Kingdom of Georgia, a Christian kingdom dominated on the most of Caucasus, was subjected many times by Timur between 1386 and 1403. These conflicts were intimately linked with the wars between Timur and Tokhtamysh, the last Khan of Golden Horde. He officially proclaimed his invasions to be jihad against non-Muslims. Although Timur invaded the Georgia many times but he never made attempt to make Georgia a Muslim country. Timur personally led most of these raids to subdue the recalcitrant Georgian monarch. Kingdom of Georgia suffered a great loss due to these invasions and never recovered again. By the time George VII was forced to accept Timur's terms of peace and agree to pay tribute, he was a master of little more than gutted towns, ravaged countryside and a shattered monarchy.

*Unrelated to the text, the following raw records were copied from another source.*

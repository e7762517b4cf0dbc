// SPDX-License-Identifier: MIT
// Copyright (c) 2026 Alfred Jean LLC

//! Fold historical and realtime transactions into one map keyed by id.
//!
//! Merge rules:
//! - Same id within one source: mutations concatenate in arrival order,
//!   the later timestamp wins (see [`Transaction::absorb`])
//! - Across sources: the most recent emission from either source replaces
//!   the unified entry for every id it contains
//!
//! Ids are never removed, so the unified map only grows.

use std::collections::BTreeMap;

use crate::transaction::{Transaction, TransactionId};

/// Transactions keyed by id.
pub type TransactionMap = BTreeMap<TransactionId, Transaction>;

/// Trait for folding transactions into a map.
pub trait Merge {
    /// Folds one transaction in.
    ///
    /// Returns true if the id was not present before.
    fn apply(&mut self, tx: Transaction) -> bool;

    /// Folds several transactions in order.
    ///
    /// Returns the number of ids that were new.
    fn apply_all<I>(&mut self, txs: I) -> usize
    where
        I: IntoIterator<Item = Transaction>,
    {
        let mut added = 0;
        for tx in txs {
            if self.apply(tx) {
                added += 1;
            }
        }
        added
    }
}

impl Merge for TransactionMap {
    fn apply(&mut self, tx: Transaction) -> bool {
        match self.get_mut(&tx.id) {
            Some(existing) => {
                existing.absorb(tx);
                false
            }
            None => {
                self.insert(tx.id.clone(), tx);
                true
            }
        }
    }
}

/// Returns the map's transactions oldest first.
pub fn chronological(map: &TransactionMap) -> Vec<Transaction> {
    let mut txs: Vec<Transaction> = map.values().cloned().collect();
    txs.sort_by(Transaction::chronological);
    txs
}

/// Fold state for one history subscription.
///
/// Each source keeps its own running map; every fold re-overlays the
/// source's whole map onto the unified one.
#[derive(Debug, Default)]
pub struct TransactionCompiler {
    history: TransactionMap,
    realtime: TransactionMap,
    unified: TransactionMap,
}

impl TransactionCompiler {
    pub fn new() -> Self {
        Self::default()
    }

    /// Folds the historical transaction list and returns the unified map.
    pub fn apply_history(&mut self, txs: Vec<Transaction>) -> &TransactionMap {
        self.history.apply_all(txs);
        overlay(&mut self.unified, &self.history);
        &self.unified
    }

    /// Folds one realtime transaction and returns the unified map.
    pub fn apply_realtime(&mut self, tx: Transaction) -> &TransactionMap {
        self.realtime.apply(tx);
        overlay(&mut self.unified, &self.realtime);
        &self.unified
    }

    /// Returns the unified map.
    pub fn unified(&self) -> &TransactionMap {
        &self.unified
    }

    /// Returns the number of distinct transaction ids seen.
    pub fn len(&self) -> usize {
        self.unified.len()
    }

    /// Returns true if no transaction has been folded yet.
    pub fn is_empty(&self) -> bool {
        self.unified.is_empty()
    }
}

fn overlay(unified: &mut TransactionMap, emission: &TransactionMap) {
    for (id, tx) in emission {
        unified.insert(id.clone(), tx.clone());
    }
}

#[cfg(test)]
#[path = "compile_tests.rs"]
mod tests;
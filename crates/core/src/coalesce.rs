// SPDX-License-Identifier: MIT
// Copyright (c) 2026 Alfred Jean LLC

//! Collapse bursts of edits into single history events.
//!
//! Input must be oldest first. Each `edited` event is compared with the one
//! after it; if that one is also `edited` and ends within the threshold,
//! the earlier event is dropped and its authors (and, for an event that was
//! not itself extended, its start time) move onto the later one.

use chrono::Duration;

use crate::event::{EventType, HistoryEvent};

/// Window within which adjacent edits are merged, in seconds (25 minutes).
///
/// The reference behaviour computes 25 minutes although it is described in
/// places as five; 25 is kept.
pub const EDIT_COALESCE_THRESHOLD_SECS: i64 = 25 * 60;

/// Coalesces adjacent edits using [`EDIT_COALESCE_THRESHOLD_SECS`].
pub fn coalesce(events: Vec<HistoryEvent>) -> Vec<HistoryEvent> {
    coalesce_within(events, Duration::seconds(EDIT_COALESCE_THRESHOLD_SECS))
}

/// Coalesces adjacent edits whose end times are less than `threshold` apart.
pub fn coalesce_within(mut events: Vec<HistoryEvent>, threshold: Duration) -> Vec<HistoryEvent> {
    let mut out = Vec::with_capacity(events.len());

    for i in 0..events.len() {
        let (head, tail) = events.split_at_mut(i + 1);
        let current = &head[i];
        match tail.first_mut() {
            Some(next) if should_merge(current, next, threshold) => absorb_into(next, current),
            _ => out.push(current.clone()),
        }
    }

    out
}

fn should_merge(current: &HistoryEvent, next: &HistoryEvent, threshold: Duration) -> bool {
    current.kind == EventType::Edited
        && next.kind == EventType::Edited
        && next.end_time - current.end_time < threshold
}

fn absorb_into(next: &mut HistoryEvent, current: &HistoryEvent) {
    for user in &current.user_ids {
        if !next.user_ids.contains(user) {
            next.user_ids.push(user.clone());
        }
    }

    let mut transaction_ids = current.transaction_ids.clone();
    for id in next.transaction_ids.drain(..) {
        if !transaction_ids.contains(&id) {
            transaction_ids.push(id);
        }
    }
    next.transaction_ids = transaction_ids;

    if current.is_instant() {
        next.start_time = current.start_time;
    }
}

#[cfg(test)]
#[path = "coalesce_tests.rs"]
mod tests;
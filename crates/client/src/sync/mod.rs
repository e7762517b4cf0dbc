// SPDX-License-Identifier: MIT
// Copyright (c) 2026 Alfred Jean LLC

//! Live queries and document history over a document store.
//!
//! # Architecture
//!
//! ```text
//! ┌─────────────┐     ┌─────────────┐     ┌─────────────┐
//! │ sync_query  │────►│  Transport  │────►│  Document   │
//! │   compile   │◄────│   (trait)   │◄────│    Store    │
//! └─────────────┘     └─────────────┘     └─────────────┘
//!        │
//!        ▼
//! ┌─────────────┐
//! │ TaskStream  │  (one spawned task per subscription)
//! └─────────────┘
//! ```
//!
//! # Features
//!
//! - Invalidation-driven refetching with leading and trailing throttle
//! - History compiled from the stored log and realtime transactions
//! - Injectable transport trait for testing

mod history;
mod query;
mod stream;
mod throttle;
mod transport;
mod ws;

pub use history::{
    compile, fetch_revision, stream_history, CompileStream, HistoryStream, TRANSACTIONS_QUERY,
};
pub use query::{sync_query, QueryStream};
pub use stream::TaskStream;
pub use throttle::Throttle;
pub use transport::{
    EventStream, Transport, TransportError, TransportFuture, TransportResult,
};
pub use ws::WebSocketTransport;

#[cfg(test)]
mod test_helpers;
// SPDX-License-Identifier: MIT
// Copyright (c) 2026 Alfred Jean LLC

use super::*;

#[test]
fn connection_error_names_the_cause() {
    let err = SyncError::Connection("could not establish subscription".into());
    assert_eq!(
        err.to_string(),
        "connection error: could not establish subscription"
    );
}

#[test]
fn transport_errors_convert_transparently() {
    let err: SyncError = TransportError::ConnectionClosed.into();
    assert!(matches!(err, SyncError::Transport(_)));
    assert_eq!(err.to_string(), "connection closed");
}

#[test]
fn decode_errors_keep_core_message() {
    let err: SyncError = docsync_core::Error::MalformedEvent("missing transactionId".into()).into();
    assert!(err.to_string().contains("missing transactionId"));
}

#[test]
fn invalid_param_has_hint() {
    let err = Error::InvalidParam("novalue".into());
    let message = err.to_string();
    assert!(message.contains("novalue"));
    assert!(message.contains("hint:"));
}
// SPDX-License-Identifier: MIT
// Copyright (c) 2026 Alfred Jean LLC

//! Canonical transactions from either history bodies or realtime events.
//!
//! History endpoints already speak the canonical shape, one transaction per
//! NDJSON line. Realtime mutation events name the same facts differently
//! (`transactionId`, `identity`) and do not list the touched documents, so
//! the caller supplies the ids it subscribed for.

use crate::error::{Error, Result};
use crate::ndjson;
use crate::protocol::MutationEvent;
use crate::transaction::Transaction;

/// Decodes a transaction log body.
///
/// A malformed line fails the whole body.
pub fn from_ndjson(body: &[u8]) -> Result<Vec<Transaction>> {
    ndjson::parse(body)
}

/// Builds a transaction from a realtime mutation event.
///
/// Fails with [`Error::MalformedEvent`] when the event lacks its
/// transaction id, author, or timestamp. A missing mutation list is read
/// as empty.
pub fn from_mutation_event(event: &MutationEvent, document_ids: &[String]) -> Result<Transaction> {
    let id = event
        .transaction_id
        .as_deref()
        .filter(|id| !id.is_empty())
        .ok_or_else(|| Error::MalformedEvent("missing transactionId".to_string()))?;
    let author = event
        .identity
        .as_deref()
        .ok_or_else(|| Error::MalformedEvent(format!("transaction {id}: missing identity")))?;
    let timestamp = event
        .timestamp
        .ok_or_else(|| Error::MalformedEvent(format!("transaction {id}: missing timestamp")))?;

    Ok(Transaction::new(id, author, timestamp)
        .with_document_ids(document_ids.iter().cloned())
        .with_mutations(event.mutations.clone().unwrap_or_default()))
}

#[cfg(test)]
#[path = "normalize_tests.rs"]
mod tests;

Timur's first appearance in the Caucasus was a response to Tokhtamysh’s marauding inroad into Northern Iran through the Caucasian lands in 1385. After having overrun Azerbaijan and Kars, Timur marched into Georgia. Firstly he assailed Samtskhe atabegate, the principality of Kingdom of Georgia. From there, he marched against Tbilisi which the Georgian king Bagrat V had fortified. The city fell on November 21, 1386, and King Bagrat V was captured. However Bagrat V was given some 12,000 troops to reestablish himself in Georgia under Timur's suzerainty.

In the following years Timur invaded Georgia many times and remained victorious in most of conflicts. In spring of 1387, he returned to Georgia to take revenge for the ambush and escape. In 1394, he again captured eastern provinces which were taken by Georgians during Tokhtamysh–Timur wars.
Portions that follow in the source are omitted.